JOSÉ ORTEGA Y GASSET

 José Ortega y Gasset(1883-1955), filósofo madrileño y uno de los más importantes del siglo XX, tendrá como centro de su reflexión la cultura. Por eso, la mejor forma de caracterizar su pensamiento es definiéndolo como una filosofía de la cultura. Se trata de una de las reflexiones más profundas y matizadas que podemos encontrarnos en la historia de la filosofía. La filosofía neokantiana y, sobre todo, la fenomenología le ofrecerán los recursos para pensar a fondo este tema desde una triple perspectiva: la cultura en su dimensión creadora, la cultura como circunstancia y la crítica de la cultura. La elaboración de una filosofía de la cultura fue una de las tareas de muchos de los filósofos de comienzos del siglo XX, y Ortega y Gasset no fue una excepción. Pero no era un problema sólo teórico, también era un problema social y político. Necesitaba saber qué es la cultura y qué cultura hay que desarrollar en España.

 Ortega estudia filosofía en Madrid y, más adelante en Leipzig, Berlín y Marburgo. Posteriormente da clases en la Universidad de Madrid hasta 1936. Entre sus obras destacan España invertebrada, Ideas y creencias, Qué es filosofía, Historia como sistema, Meditaciones del Quijote…..

 Gran conocedor de la historia de la filosofía, Ortega procura desmarcarse de planteamientos anteriores haciendo un síntesis entre el racionalismo de Descartes y el vitalismo de Nietzsche. Así, su pensamiento puede calificarse como raciovitalista. El concepto fundamental de su filosofía es el de “razón vital”, el cual está íntimamente relacionado con la vida humana, con la historia y con la cultura.

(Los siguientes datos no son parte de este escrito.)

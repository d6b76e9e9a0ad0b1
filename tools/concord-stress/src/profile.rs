//!
//! Stress Profiles
//!
//! A profile sizes every workload. All tables are optional:
//!
//! ```toml
//! threads = 8
//! iterations = 2000
//!
//! [pool]
//! maximum_pool_size = 4
//! policy = "wait_for_slot"
//!
//! [queue]
//! capacity = 64
//!
//! [timers]
//! tasks = 50
//! max_delay_ms = 40
//! ```
//!

use std::path::Path;

use concord_runtime::{ConfigError, PoolConfig, QueueConfig, load_toml, parse_toml};
use serde::{Deserialize, Serialize};

#[derive(Debug, Clone, Serialize, Deserialize)]
#[serde(default)]
pub struct StressProfile {
    /// Worker threads per workload.
    pub threads: usize,
    /// Operations per thread.
    pub iterations: usize,
    pub pool: PoolConfig,
    pub queue: QueueConfig,
    pub timers: TimerProfile,
}

impl Default for StressProfile {
    fn default() -> Self {
        Self {
            threads: 4,
            iterations: 1000,
            pool: PoolConfig::default(),
            queue: QueueConfig::default(),
            timers: TimerProfile::default(),
        }
    }
}

#[derive(Debug, Clone, Serialize, Deserialize)]
#[serde(default)]
pub struct TimerProfile {
    pub tasks: usize,
    pub max_delay_ms: u64,
}

impl Default for TimerProfile {
    fn default() -> Self {
        Self {
            tasks: 20,
            max_delay_ms: 50,
        }
    }
}

impl StressProfile {
    pub fn load(path: &Path) -> Result<Self, ConfigError> {
        load_toml(path)
    }

    pub fn parse(content: &str) -> Result<Self, ConfigError> {
        parse_toml(content)
    }

    /// Apply command-line overrides. Zero counts are raised to one.
    pub fn with_overrides(mut self, threads: Option<usize>, iterations: Option<usize>) -> Self {
        if let Some(threads) = threads {
            self.threads = threads;
        }
        if let Some(iterations) = iterations {
            self.iterations = iterations;
        }
        self.threads = self.threads.max(1);
        self.iterations = self.iterations.max(1);
        self
    }
}

#[cfg(test)]
mod tests {
    use super::*;
    use concord_runtime::OverflowPolicy;

    #[test]
    fn test_empty_profile_takes_defaults() {
        let profile = StressProfile::parse("").unwrap();
        assert_eq!(profile.threads, 4);
        assert_eq!(profile.iterations, 1000);
        assert_eq!(profile.timers.tasks, 20);
        assert_eq!(profile.queue.validate().unwrap(), 1024);
    }

    #[test]
    fn test_nested_tables() {
        let profile = StressProfile::parse(
            r#"
threads = 2

[pool]
maximum_pool_size = 3
policy = "discard"

[timers]
max_delay_ms = 5
"#,
        )
        .unwrap();
        assert_eq!(profile.threads, 2);
        let bounds = profile.pool.validate().unwrap();
        assert_eq!(bounds.maximum, 3);
        assert_eq!(bounds.policy, OverflowPolicy::Discard);
        assert_eq!(profile.timers.max_delay_ms, 5);
        assert_eq!(profile.timers.tasks, 20);
    }

    #[test]
    fn test_overrides_win_and_clamp() {
        let profile = StressProfile::default().with_overrides(Some(0), Some(7));
        assert_eq!(profile.threads, 1);
        assert_eq!(profile.iterations, 7);
    }
}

 Para Ortega, la cultura es una forma de discurso que “da razón” y sentido a las cosas. Se nos presenta unida a una capacidad humana de diálogo con el mundo.

 Las Meditaciones del Quijote, su primer gran libro, es su gran aportación a la filosofía de la cultura. Frente a los grandes temas de la filosofía, empieza planteándose las cosas más nimias, las más cercanas, las que tenemos a nuestro derredor. Estas cosas son las que componen la cultura, son nuestra circunstancia. Y en ellas nos tenemos que centrar, de manera heroica, para que no nos ocurra como a Don Quijote, que se olvidó de lo más próximo. El héroe es aquel que inventa y crea, y esa creación es la cultura. La cultura es, pues, el cultivo de lo inmediato, de lo cercano, es decir, de la vida. La cultura encauza la vida, porque detrás de ella está la experiencia cotidiana. Este tema no será nunca abandonado por Ortega. Llega a decir que “el acto específicamente cultural es el creador”, el que da sentido a la vida, y dar sentido es la única forma de salvar la circunstancia. Ese acto creador que es la cultura extrae ese logos, esa idea o concepto, de lo cotidiano, lo cual, una vez objetivado, se convierte en una perspectiva sobre el mundo, en el modo en que el mundo queda articulado.

“Yo soy yo y mi circunstancia, y si no la salvo a ella, no me salvo yo”, dirá Ortega en las Meditaciones. Salvar las circunstancias es ponerlas en relación con el todo, establecer su sentido. Por ello, la cultura es conexión y relación con el mundo. El hombre no se puede entender si estas relaciones y sin cultura. No somos una entidad separada de lo que nos rodea. Estamos condicionados por nuestra circunstancia. La vida humana es coexistencia con el mundo.

 La crítica a la cultura de Ortega se dirige a aquella cultura que se ha olvidado de la vida, de la realidad radical. Es una cultura que se ha traicionado a sí misma y ha perdido su vitalidad. La obra cumbre de la crítica cultural es La rebelión de las masas, en la que diagnostica la situación en que se encuentra la cultura occidental.